Outline:    Gardening and the environment
                  Integrated Pest Management
                  Plant Health Care, PHC
                                 PHC/IPM techniques
                                 Pest management questions
                                 Pesticide use questions
                   PIC cycle
                   Life cycle of a plant


Gardening and the Environment

Yard care and gardening practices may have positive or negative impacts on health and the neighborhood environment.  For example, a turf enhances the environment by:

    • Converting CO2 to O2
    • Increasing water infiltration into the soil
    • Reducing surface runoff and erosion
    • Reducing dust
    • Providing a micro-ecosystem that effectively breaks down pollutants
    • Moderating summer temperatures
    • Creating a pleasant “people” space

On the other hand, lawn care practices negatively impact the environment when grass clippings are mowed or blown onto the street (water quality problem), when fertilizer are over-spread onto hard surfaces, and from the unwarranted use of pesticides.

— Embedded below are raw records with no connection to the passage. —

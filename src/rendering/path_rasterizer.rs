//! Path rasterizer - renders painted paths using tiny-skia.

use super::create_paint;
use crate::content::{FillRule, PaintedPath, PathSegment};
use tiny_skia::{LineCap, LineJoin, Path, PathBuilder, Pixmap, Stroke, StrokeDash, Transform};

/// Rasterizer for painted paths.
#[derive(Debug, Default)]
pub struct PathRasterizer;

impl PathRasterizer {
    /// Create a new path rasterizer.
    pub fn new() -> Self {
        Self
    }

    /// Fill and/or stroke a path. `base` maps user space to pixels.
    pub fn draw(&self, pixmap: &mut Pixmap, painted: &PaintedPath, base: Transform) {
        let Some(path) = build_path(&painted.segments) else {
            return;
        };
        let ctm = &painted.ctm;
        let transform = base.pre_concat(Transform::from_row(ctm.a, ctm.b, ctm.c, ctm.d, ctm.e, ctm.f));

        if let Some(rule) = painted.fill {
            let paint = create_paint(painted.fill_color, painted.fill_alpha);
            let rule = match rule {
                FillRule::NonZero => tiny_skia::FillRule::Winding,
                FillRule::EvenOdd => tiny_skia::FillRule::EvenOdd,
            };
            pixmap.fill_path(&path, &paint, rule, transform, None);
        }

        if painted.stroke {
            let paint = create_paint(painted.stroke_color, painted.stroke_alpha);
            let (array, phase) = &painted.dash;
            let dash = if array.is_empty() {
                None
            } else {
                StrokeDash::new(array.clone(), *phase)
            };
            let stroke = Stroke {
                width: painted.line_width.max(0.0),
                line_cap: line_cap_to_skia(painted.line_cap),
                line_join: line_join_to_skia(painted.line_join),
                miter_limit: painted.miter_limit.max(1.0),
                dash,
            };
            pixmap.stroke_path(&path, &paint, &stroke, transform, None);
        }
    }
}

/// Build a tiny-skia path in user space.
fn build_path(segments: &[PathSegment]) -> Option<Path> {
    let mut pb = PathBuilder::new();
    for seg in segments {
        match *seg {
            PathSegment::MoveTo(x, y) => pb.move_to(x, y),
            PathSegment::LineTo(x, y) => pb.line_to(x, y),
            PathSegment::CurveTo(x1, y1, x2, y2, x3, y3) => pb.cubic_to(x1, y1, x2, y2, x3, y3),
            PathSegment::Rect(x, y, w, h) => {
                // negative extents are legal in `re`
                let (l, r) = if w < 0.0 { (x + w, x) } else { (x, x + w) };
                let (b, t) = if h < 0.0 { (y + h, y) } else { (y, y + h) };
                if let Some(rect) = tiny_skia::Rect::from_ltrb(l, b, r, t) {
                    pb.push_rect(rect);
                }
            },
            PathSegment::Close => pb.close(),
        }
    }
    pb.finish()
}

/// Convert PDF line cap style to tiny-skia.
fn line_cap_to_skia(cap: u8) -> LineCap {
    match cap {
        1 => LineCap::Round,
        2 => LineCap::Square,
        _ => LineCap::Butt,
    }
}

/// Convert PDF line join style to tiny-skia.
fn line_join_to_skia(join: u8) -> LineJoin {
    match join {
        1 => LineJoin::Round,
        2 => LineJoin::Bevel,
        _ => LineJoin::Miter,
    }
}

Several terms (such as Integrated Pest Management, Plant Health Care, Sustainable Farming/Gardening, Best Management Practices and Organic Gardening) are used to describe farming/garden management systems designed to help the gardener/farmer maximize positive impacts and minimize negative impacts.

Integrated Pest Management, IPM

Integrated Pest Management, IPM, incorporates a variety of pest management strategies, including cultural methods, mechanical methods, use of bionaturals, and use of organic and manufactured pesticides.  Objectives include minimizing pest damage and environmental hazards while maintaining profitability.

Since insect and disease problems vary significantly from crop to crop, application of IPM principles is also very crop specific.  IPM techniques used in an alfalfa field (perennial crop), a wheat field (annual crop), an apple orchard (perennial crop with minimal tolerance for pest damage) and the landscape (site with multiple plant species and higher tolerance to pests) will be vastly different.

Plant Health Care, PHC

The term Plant Health Care, PHC, was coined by the International Society of Arboriculture to more clearly define IPM techniques as they apply to tree care and landscape maintenance

PHC is a holistic approach to landscape management.  The primary objective is to grow healthy plants and in so doing minimize the impact of pests.  Concepts of PHC include:

Healthy plants have fewer pests – Many insect and disease problems only attack plants under stress.  Minimizing stress prevents many common pests.  For example, Cytospora fungus and most borers only attack trees under stress (primarily soil compaction and drought). 

Healthy plants are more tolerant of pests – For example, aphids on shade trees don’t generally warrant management efforts, except when under water stress due to drought, transplanting or restricted rooting.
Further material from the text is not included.